“My favourite thing about being a foster carer is seeing them smile and hearing them laugh”

Author: TACT

Tags: Fostering siblings, Fostering with birth children

Chrissie – TACT Foster Carer since 2016

I was first approved as a single foster carer in December 2016. I was motivated to start the process when a family member reached out in difficult times and a young person was at risk of being taken into care. I went through the process with my Local Authority and was approved as a kinship carer. A year later, I was granted a Special Guardianship Order but upon reaching the age of 17 the young person returned home to his parents. After reading an advertisement on Facebook, I applied and started the fostering process with TACT. Within a year I was approved and soon had my first placement. 

The training from TACT helped me immensely. It gave me an insight into trauma and history, what some young people had to face on a daily basis and how it may have affected them. The training, named PACE, helped me to understand how best to support them and was a great training programme. As for therapy support group, each month myself and other carers are able to share our experiences and support each other. I have faced and experienced some difficult and challenging times but the support from TACT has been amazing, as they reassured me that I was doing a great job! Not only have they supported me in my foster carer role but they’ve also been supportive in my personal life too. There is always someone from the TACT team to help answer any questions or concerns. It is also useful having the out-of-hour support available in case of emergencies. 

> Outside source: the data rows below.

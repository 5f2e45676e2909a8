//! Data structures for the badminton tournament: teams, fixtures, standings, tournament state.

mod fixture;
mod standings;
mod team;
mod tournament;

pub use fixture::{Fixture, MatchResult, Round};
pub use standings::{Qualification, StandingsRow};
pub use team::{color_for_index, team_id_for_index, Team, TeamId};
pub use tournament::{
    DecisionPolicy, OperatorChoice, Phase, Tournament, TournamentError, TournamentId,
};
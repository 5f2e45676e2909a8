//! Phase transitions: roster assignment, score recording, decision gates, the final.

use crate::logic::schedule::generate_schedule;
use crate::models::{
    DecisionPolicy, Fixture, MatchResult, OperatorChoice, Phase, Tournament, TournamentError,
};
use rand::seq::SliceRandom;
use rand::Rng;

/// Assign players to teams and open the league (Setup only).
///
/// `pool_one` and `pool_two` must each hold exactly one name per team. Each
/// pool is shuffled independently and zipped by position, so a team gets one
/// player from each pool. The RNG is injected so callers can seed it for a
/// reproducible draw. Generates and caches the round-robin schedule.
pub fn assign_roster(
    tournament: &mut Tournament,
    pool_one: &[String],
    pool_two: &[String],
    rng: &mut impl Rng,
) -> Result<(), TournamentError> {
    if tournament.phase != Phase::Setup {
        return Err(TournamentError::InvalidPhase(tournament.phase));
    }
    let team_count = tournament.teams.len();
    if pool_one.len() != team_count || pool_two.len() != team_count {
        return Err(TournamentError::InvalidInput);
    }

    let ids: Vec<_> = tournament.teams.iter().map(|t| t.id.clone()).collect();
    let rounds = generate_schedule(&ids)?;

    let mut firsts: Vec<&String> = pool_one.iter().collect();
    let mut seconds: Vec<&String> = pool_two.iter().collect();
    firsts.shuffle(rng);
    seconds.shuffle(rng);

    for (team, (p1, p2)) in tournament
        .teams
        .iter_mut()
        .zip(firsts.into_iter().zip(seconds))
    {
        team.players = [p1.clone(), p2.clone()];
    }

    tournament.rounds = rounds;
    tournament.ledger.clear();
    tournament.gate_declined = false;
    tournament.phase = Phase::League;
    Ok(())
}

/// Record (or correct) a league score (League only).
///
/// The fixture must come from the generated schedule. Overwriting an
/// existing entry is allowed and does not change completion membership.
/// After the insert the decision gate runs per the configured policy.
pub fn record_result(
    tournament: &mut Tournament,
    fixture: &Fixture,
    home_score: u32,
    away_score: u32,
) -> Result<(), TournamentError> {
    if tournament.phase != Phase::League {
        return Err(TournamentError::InvalidPhase(tournament.phase));
    }
    if !tournament.has_fixture(fixture) {
        return Err(TournamentError::InvalidFixture(fixture.clone()));
    }

    tournament.ledger.insert(
        fixture.clone(),
        MatchResult {
            home_score,
            away_score,
        },
    );

    // A fresh result is a new checkpoint for the mathematical gate; the
    // fixed-round checkpoint stays answered once declined.
    if tournament.policy == DecisionPolicy::AskWhenCertified {
        tournament.gate_declined = false;
    }
    run_decision_gate(tournament);
    Ok(())
}

/// Apply the operator's choice at a decision gate (DecisionPending only).
pub fn advance_phase(
    tournament: &mut Tournament,
    choice: OperatorChoice,
) -> Result<(), TournamentError> {
    if tournament.phase != Phase::DecisionPending {
        return Err(TournamentError::InvalidPhase(tournament.phase));
    }
    match choice {
        OperatorChoice::Continue => {
            tournament.gate_declined = true;
            tournament.phase = Phase::League;
        }
        OperatorChoice::Final => enter_final(tournament),
    }
    Ok(())
}

/// Record the score of the final (Final only).
///
/// A strict winner completes the tournament. A drawn score is kept and
/// reported but declares no champion: the phase stays Final so the replayed
/// match can be recorded over it.
pub fn record_final_result(
    tournament: &mut Tournament,
    home_score: u32,
    away_score: u32,
) -> Result<(), TournamentError> {
    if tournament.phase != Phase::Final {
        return Err(TournamentError::InvalidPhase(tournament.phase));
    }
    tournament.final_result = Some(MatchResult {
        home_score,
        away_score,
    });
    if home_score != away_score {
        tournament.phase = Phase::Complete;
    }
    Ok(())
}

/// After a recorded result: end the league when every fixture is complete,
/// otherwise pause or advance per the configured policy.
fn run_decision_gate(tournament: &mut Tournament) {
    let total = tournament
        .rounds
        .iter()
        .map(|r| r.fixtures.len())
        .sum::<usize>();
    if tournament.ledger.len() == total {
        enter_final(tournament);
        return;
    }

    match tournament.policy {
        DecisionPolicy::AutoAdvance => {
            if tournament.qualification().certified {
                enter_final(tournament);
            }
        }
        DecisionPolicy::AskWhenCertified => {
            if !tournament.gate_declined && tournament.qualification().certified {
                tournament.phase = Phase::DecisionPending;
            }
        }
        DecisionPolicy::AskAfterRound(checkpoint) => {
            if !tournament.gate_declined && rounds_complete(tournament, checkpoint) {
                tournament.phase = Phase::DecisionPending;
            }
        }
    }
}

/// Whether every fixture of rounds 1..=`upto` has a recorded result.
fn rounds_complete(tournament: &Tournament, upto: u32) -> bool {
    tournament
        .rounds
        .iter()
        .filter(|r| r.number <= upto)
        .flat_map(|r| r.fixtures.iter())
        .all(|f| tournament.ledger.contains_key(f))
}

/// Move to the final with the current top two as finalists.
fn enter_final(tournament: &mut Tournament) {
    let standings = tournament.standings();
    if let [first, second, ..] = standings.as_slice() {
        tournament.finalists = Some((first.team.clone(), second.team.clone()));
        tournament.phase = Phase::Final;
    }
}
//! Standings rows and the qualification signal (for API / display).

use crate::models::team::TeamId;
use serde::{Deserialize, Serialize};

/// One line of the points table. A win is worth 2 points; a draw or loss
/// awards nothing to either side. Run rate is the summed signed score
/// differential across the team's recorded matches.
#[derive(Clone, Debug, Default, Eq, PartialEq, Serialize, Deserialize)]
pub struct StandingsRow {
    pub team: TeamId,
    pub played: u32,
    pub wins: u32,
    pub losses: u32,
    pub points: u32,
    pub run_rate: i64,
}

/// Outcome of the qualification check: whether the top two places are already
/// mathematically settled, and if so which teams hold them.
#[derive(Clone, Debug, Eq, PartialEq, Serialize, Deserialize)]
pub struct Qualification {
    pub certified: bool,
    /// The two qualified teams, in standings order. Only set when certified.
    pub top_two: Option<(TeamId, TeamId)>,
}
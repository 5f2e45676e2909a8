//! Standings: recompute the points table from the result ledger.

use crate::models::{Fixture, MatchResult, StandingsRow, Team};
use std::cmp::Ordering;
use std::collections::HashMap;

/// Compute one standings row per team from the recorded results.
///
/// Pure function over the ledger: the ledger is authoritative and the table
/// is rebuilt from scratch on every call. A strict winner gets a win and 2
/// points, the loser a loss; equal scores count as played for both sides but
/// award nothing to either. Run rate accumulates the signed score
/// differential of every recorded match.
///
/// Rows are sorted by points, then run rate, both descending; remaining ties
/// keep roster order (stable sort).
pub fn compute_standings(
    roster: &[Team],
    ledger: &HashMap<Fixture, MatchResult>,
) -> Vec<StandingsRow> {
    let mut rows: Vec<StandingsRow> = roster
        .iter()
        .map(|team| StandingsRow {
            team: team.id.clone(),
            ..StandingsRow::default()
        })
        .collect();
    let index: HashMap<&str, usize> = roster
        .iter()
        .enumerate()
        .map(|(i, team)| (team.id.as_str(), i))
        .collect();

    for (fixture, result) in ledger {
        let diff = i64::from(result.home_score) - i64::from(result.away_score);
        if let Some(&i) = index.get(fixture.home.as_str()) {
            let row = &mut rows[i];
            row.played += 1;
            row.run_rate += diff;
            match result.home_score.cmp(&result.away_score) {
                Ordering::Greater => {
                    row.wins += 1;
                    row.points += 2;
                }
                Ordering::Less => row.losses += 1,
                Ordering::Equal => {}
            }
        }
        if let Some(&i) = index.get(fixture.away.as_str()) {
            let row = &mut rows[i];
            row.played += 1;
            row.run_rate -= diff;
            match result.away_score.cmp(&result.home_score) {
                Ordering::Greater => {
                    row.wins += 1;
                    row.points += 2;
                }
                Ordering::Less => row.losses += 1,
                Ordering::Equal => {}
            }
        }
    }

    rows.sort_by(|a, b| (b.points, b.run_rate).cmp(&(a.points, a.run_rate)));
    rows
}
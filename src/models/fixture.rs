//! Fixtures, rounds, and recorded match results.

use crate::models::team::TeamId;
use serde::{Deserialize, Serialize};
use std::fmt;

/// One scheduled match between two teams. Identity is the pair itself;
/// home/away is only the order the pairing algorithm produced.
#[derive(Clone, Debug, Eq, Hash, Ord, PartialEq, PartialOrd, Serialize, Deserialize)]
pub struct Fixture {
    pub home: TeamId,
    pub away: TeamId,
}

impl Fixture {
    pub fn new(home: impl Into<TeamId>, away: impl Into<TeamId>) -> Self {
        Self {
            home: home.into(),
            away: away.into(),
        }
    }

    /// Whether the given team plays in this fixture.
    pub fn involves(&self, team: &str) -> bool {
        self.home == team || self.away == team
    }
}

impl fmt::Display for Fixture {
    fn fmt(&self, f: &mut fmt::Formatter<'_>) -> fmt::Result {
        write!(f, "{} vs {}", self.home, self.away)
    }
}

/// One round of the round-robin: fixtures played "simultaneously" in schedule order.
/// Rounds are numbered 1..=N-1 for even N, 1..=N for odd N (the bye is not a fixture).
#[derive(Clone, Debug, Eq, PartialEq, Serialize, Deserialize)]
pub struct Round {
    pub number: u32,
    pub fixtures: Vec<Fixture>,
}

/// A recorded score for a fixture. Re-recording overwrites (score correction).
#[derive(Clone, Copy, Debug, Eq, PartialEq, Serialize, Deserialize)]
pub struct MatchResult {
    pub home_score: u32,
    pub away_score: u32,
}

/// Serialize the ledger as a list of `{fixture, result}` entries, sorted by
/// fixture: JSON object keys must be strings, so the map form is not usable.
pub mod ledger_serde {
    use super::{Fixture, MatchResult};
    use serde::{Deserialize, Deserializer, Serialize, Serializer};
    use std::collections::HashMap;

    #[derive(Serialize, Deserialize)]
    struct Entry {
        fixture: Fixture,
        result: MatchResult,
    }

    pub fn serialize<S: Serializer>(
        ledger: &HashMap<Fixture, MatchResult>,
        serializer: S,
    ) -> Result<S::Ok, S::Error> {
        let mut entries: Vec<Entry> = ledger
            .iter()
            .map(|(fixture, result)| Entry {
                fixture: fixture.clone(),
                result: *result,
            })
            .collect();
        entries.sort_by(|a, b| a.fixture.cmp(&b.fixture));
        entries.serialize(serializer)
    }

    pub fn deserialize<'de, D: Deserializer<'de>>(
        deserializer: D,
    ) -> Result<HashMap<Fixture, MatchResult>, D::Error> {
        let entries = Vec::<Entry>::deserialize(deserializer)?;
        Ok(entries
            .into_iter()
            .map(|e| (e.fixture, e.result))
            .collect())
    }
}
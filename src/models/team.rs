//! Team data: stable ids generated from the roster index, player pair, display color.

use serde::{Deserialize, Serialize};

/// Identifier for a team ("Team A", "Team B", ...). Stable for the life of a roster.
pub type TeamId = String;

/// Display colors cycled by roster index. Presentation only, never used by the engine.
const TEAM_COLORS: [&str; 8] = [
    "#0E4C92", "#C0392B", "#1E8449", "#7D3C98", "#B7950B", "#117A65", "#A04000", "#2E4053",
];

/// Id for the team at `index`: letters for the first 26, numbered beyond that.
pub fn team_id_for_index(index: usize) -> TeamId {
    const ALPHABET: &[u8] = b"ABCDEFGHIJKLMNOPQRSTUVWXYZ";
    match ALPHABET.get(index) {
        Some(&letter) => format!("Team {}", letter as char),
        None => format!("Team {}", index + 1),
    }
}

/// Display color for the team at `index`.
pub fn color_for_index(index: usize) -> &'static str {
    TEAM_COLORS[index % TEAM_COLORS.len()]
}

/// A doubles team: two players under a stable id.
#[derive(Clone, Debug, Eq, PartialEq, Serialize, Deserialize)]
pub struct Team {
    pub id: TeamId,
    /// Player names, empty strings until the roster is assigned.
    pub players: [String; 2],
    /// Display color (hex), assigned from a fixed palette by index.
    pub color: String,
}

impl Team {
    /// Create an unnamed team shell for the given roster index.
    pub fn new(index: usize) -> Self {
        Self {
            id: team_id_for_index(index),
            players: [String::new(), String::new()],
            color: color_for_index(index).to_string(),
        }
    }
}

I have had two very different kinds of placements and I learned that each young person was different and had their own individual needs, due to how they coped with difficulties and trauma and how it affected them. The first children matched with me were 3 siblings in January 2017; it was very challenging at times and very new to me. In their first year they unfortunately experienced a family bereavement. Bereavement training helped me to support the young people at that difficult time and I was also able to share my own personal grief, sadness and loss of my father so was able to relate in some ways. On special occasions (birthdays, Christmas’ and anniversaries) we would go to the beach, where his ashes were scattered, and we would write notes, release balloons and each of them would choose their favourite colour rose. My favourite thing about being a foster carer is making a difference to young people’s lives, watching them achieve, grow and thrive but most of all seeing them smile and hearing them laugh. 

I also have two grown-up children of my own who each have two children. We love spending lots of time together; holidays abroad, trips and days out, cinema, bowling and going to the park. My favourite place is my garden and, in the summer, we all enjoy the hot tub and our huge above ground pool. Both of my placements have been great fostering successes for different reasons. I know I gave and give my absolute all – these young people were and are family and my own birth family treated them as such. 

The challenges I have faced at times include the bereavement process and trying to be supportive, as well as challenges from young people’s birth family, being influenced by them and then for them to move on to connected carers. I feel that fostering has built a better life for me and the young people because together we have shared different life experiences, managed them and learn to live with them. 

I have gained so much training and experience at TACT and am able to put these tools into practice in my role as a foster carer to give young people a better life. My advice to people who are thinking about becoming foster carers is to do it! It’s such hard work but with the right training and support you could make a difference to these children’s lives.